GOAL OF THE EXERCISE
Scan the records for the word "false". Report each line where it occurs.

AVAILABLE RECORDS
::::
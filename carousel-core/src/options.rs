//! Recognized carousel options and their normalization.
//!
//! `CarouselOptions` is the loosely typed surface integrators fill in (or
//! deserialize from a file). Numeric fields accept numbers or strings and
//! go through [`parse_int`], which follows `parseInt(value, 10)`: leading
//! whitespace and an optional sign are accepted, then the longest run of
//! decimal digits. Values that yield no digits fall back to the option's
//! default instead of failing initialization.

use std::fmt;

use carousel_model::{ControlsPlacement, IncrementMode, StateSnapshot};
use serde::{Deserialize, Serialize};
use tracing::warn;

use crate::error::ConfigurationError;

pub const DEFAULT_PREV_TEXT: &str = "Previous";
pub const DEFAULT_NEXT_TEXT: &str = "Next";
pub const DEFAULT_INCREMENT: i64 = 1;
pub const DEFAULT_WRAPPER_DELTA: i64 = 0;
pub const DEFAULT_VIEWPORT_DELTA: i64 = 0;

/// A value destined for an integer option, as supplied by the integrator.
#[derive(Debug, Clone, PartialEq, Serialize, Deserialize)]
#[serde(untagged)]
pub enum Coercible {
    Integer(i64),
    Float(f64),
    Flag(bool),
    Text(String),
}

impl From<i64> for Coercible {
    fn from(value: i64) -> Self {
        Coercible::Integer(value)
    }
}

impl From<i32> for Coercible {
    fn from(value: i32) -> Self {
        Coercible::Integer(i64::from(value))
    }
}

impl From<f64> for Coercible {
    fn from(value: f64) -> Self {
        Coercible::Float(value)
    }
}

impl From<&str> for Coercible {
    fn from(value: &str) -> Self {
        Coercible::Text(value.to_string())
    }
}

impl From<String> for Coercible {
    fn from(value: String) -> Self {
        Coercible::Text(value)
    }
}

/// Best-effort integer parse. `None` means "no digits", never an error.
pub fn parse_int(value: &Coercible) -> Option<i64> {
    match value {
        Coercible::Integer(n) => Some(*n),
        Coercible::Float(f) if f.is_finite() => Some(f.trunc() as i64),
        Coercible::Float(_) | Coercible::Flag(_) => None,
        Coercible::Text(raw) => parse_int_prefix(raw),
    }
}

/// `parseInt` over a string: `"  42px"` is 42, `"-3.9"` is -3, `"px"` is
/// `None`. Out-of-range digit runs saturate.
pub fn parse_int_prefix(raw: &str) -> Option<i64> {
    let trimmed = raw.trim_start();
    let (negative, digits) = match trimmed.as_bytes().first() {
        Some(b'-') => (true, &trimmed[1..]),
        Some(b'+') => (false, &trimmed[1..]),
        _ => (false, trimmed),
    };

    let run = digits.bytes().take_while(u8::is_ascii_digit);
    let mut seen = false;
    let mut value: i64 = 0;
    for byte in run {
        seen = true;
        let digit = i64::from(byte - b'0');
        value = value.saturating_mul(10).saturating_add(digit);
    }

    if !seen {
        return None;
    }
    Some(if negative { -value } else { value })
}

fn coerce_int(name: &str, value: Option<&Coercible>, default: i64) -> i64 {
    match value {
        None => default,
        Some(raw) => parse_int(raw).unwrap_or_else(|| {
            warn!(option = name, ?raw, default, "option is not an integer, using default");
            default
        }),
    }
}

fn coerce_mode(value: Option<&str>) -> IncrementMode {
    match value {
        None => IncrementMode::default(),
        Some(raw) => raw.parse().unwrap_or_else(|err| {
            warn!(%err, "falling back to frame increment mode");
            IncrementMode::default()
        }),
    }
}

type HookFn = dyn FnMut(&StateSnapshot) -> anyhow::Result<()>;

/// Callback invoked around every animated frame change.
///
/// Hooks see a snapshot, not the engine, so they cannot start another
/// navigation while one is in flight.
pub struct FrameHook(Box<HookFn>);

impl FrameHook {
    pub fn new<F>(hook: F) -> Self
    where
        F: FnMut(&StateSnapshot) -> anyhow::Result<()> + 'static,
    {
        Self(Box::new(hook))
    }

    pub(crate) fn call(&mut self, snapshot: &StateSnapshot) -> anyhow::Result<()> {
        (self.0)(snapshot)
    }
}

impl fmt::Debug for FrameHook {
    fn fmt(&self, f: &mut fmt::Formatter<'_>) -> fmt::Result {
        f.write_str("FrameHook(..)")
    }
}

/// Options recognized at init. Every field is optional on the wire; missing
/// fields take the documented defaults.
#[derive(Debug, Serialize, Deserialize)]
#[serde(default, rename_all = "camelCase")]
pub struct CarouselOptions {
    /// Tiles per frame. Default 1.
    pub increment: Option<Coercible>,
    /// `frame` or `tile`. Default `frame`.
    pub increment_mode: Option<String>,
    /// Wrap the controls and center them beneath the viewport.
    pub encapsulate_controls: bool,
    pub prev_text: String,
    pub next_text: String,
    /// Wrapper margin in pixels. Default 0.
    pub wrapper_delta: Option<Coercible>,
    /// Viewport margin and width adjustment in pixels. Default 0.
    pub viewport_delta: Option<Coercible>,
    /// Maintain hidden/visible and focus state for assistive technology.
    pub accessible: bool,
    #[serde(skip)]
    pub pre_frame_change: Option<FrameHook>,
    #[serde(skip)]
    pub post_frame_change: Option<FrameHook>,
}

impl Default for CarouselOptions {
    fn default() -> Self {
        Self {
            increment: None,
            increment_mode: None,
            encapsulate_controls: false,
            prev_text: DEFAULT_PREV_TEXT.to_string(),
            next_text: DEFAULT_NEXT_TEXT.to_string(),
            wrapper_delta: None,
            viewport_delta: None,
            accessible: true,
            pre_frame_change: None,
            post_frame_change: None,
        }
    }
}

impl CarouselOptions {
    pub fn new() -> Self {
        Self::default()
    }

    pub fn with_increment(mut self, increment: impl Into<Coercible>) -> Self {
        self.increment = Some(increment.into());
        self
    }

    pub fn with_increment_mode(mut self, mode: IncrementMode) -> Self {
        self.increment_mode = Some(mode.as_str().to_string());
        self
    }

    pub fn with_encapsulated_controls(mut self, encapsulate: bool) -> Self {
        self.encapsulate_controls = encapsulate;
        self
    }

    pub fn with_accessible(mut self, accessible: bool) -> Self {
        self.accessible = accessible;
        self
    }

    pub fn with_deltas(
        mut self,
        wrapper_delta: impl Into<Coercible>,
        viewport_delta: impl Into<Coercible>,
    ) -> Self {
        self.wrapper_delta = Some(wrapper_delta.into());
        self.viewport_delta = Some(viewport_delta.into());
        self
    }

    pub fn on_pre_frame_change<F>(mut self, hook: F) -> Self
    where
        F: FnMut(&StateSnapshot) -> anyhow::Result<()> + 'static,
    {
        self.pre_frame_change = Some(FrameHook::new(hook));
        self
    }

    pub fn on_post_frame_change<F>(mut self, hook: F) -> Self
    where
        F: FnMut(&StateSnapshot) -> anyhow::Result<()> + 'static,
    {
        self.post_frame_change = Some(FrameHook::new(hook));
        self
    }

    /// Resolve every option to its typed form. Hooks are split off so the
    /// resulting config stays plain data.
    pub fn normalize(
        self,
    ) -> Result<(CarouselConfig, FrameHooks), ConfigurationError> {
        let increment =
            coerce_int("increment", self.increment.as_ref(), DEFAULT_INCREMENT);
        if increment < 1 {
            return Err(ConfigurationError::NonPositiveIncrement(increment));
        }

        let config = CarouselConfig {
            increment: usize::try_from(increment).unwrap_or(usize::MAX),
            increment_mode: coerce_mode(self.increment_mode.as_deref()),
            encapsulate_controls: self.encapsulate_controls,
            prev_text: self.prev_text,
            next_text: self.next_text,
            wrapper_delta: coerce_int(
                "wrapperDelta",
                self.wrapper_delta.as_ref(),
                DEFAULT_WRAPPER_DELTA,
            ),
            viewport_delta: coerce_int(
                "viewportDelta",
                self.viewport_delta.as_ref(),
                DEFAULT_VIEWPORT_DELTA,
            ),
            accessible: self.accessible,
        };

        let hooks = FrameHooks {
            pre: self.pre_frame_change,
            post: self.post_frame_change,
        };

        Ok((config, hooks))
    }
}

/// Normalized, immutable configuration of an initialized carousel.
#[derive(Debug, Clone, PartialEq, Eq, Serialize, Deserialize)]
#[serde(rename_all = "camelCase")]
pub struct CarouselConfig {
    pub increment: usize,
    pub increment_mode: IncrementMode,
    pub encapsulate_controls: bool,
    pub prev_text: String,
    pub next_text: String,
    pub wrapper_delta: i64,
    pub viewport_delta: i64,
    pub accessible: bool,
}

impl CarouselConfig {
    pub fn controls_placement(&self) -> ControlsPlacement {
        if self.encapsulate_controls {
            ControlsPlacement::Encapsulated
        } else {
            ControlsPlacement::BeforeWrapper
        }
    }

    /// Index step of one previous/next action.
    pub fn step(&self) -> usize {
        match self.increment_mode {
            IncrementMode::Frame => self.increment,
            IncrementMode::Tile => 1,
        }
    }
}

/// Optional hooks split off the options at init.
#[derive(Debug, Default)]
pub struct FrameHooks {
    pub pre: Option<FrameHook>,
    pub post: Option<FrameHook>,
}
::::
TASK RESULT
        Some(b'+') => (false, &trimmed[1..]),
        _ => (false, trimmed),
    let mut seen = false;
            encapsulate_controls: false,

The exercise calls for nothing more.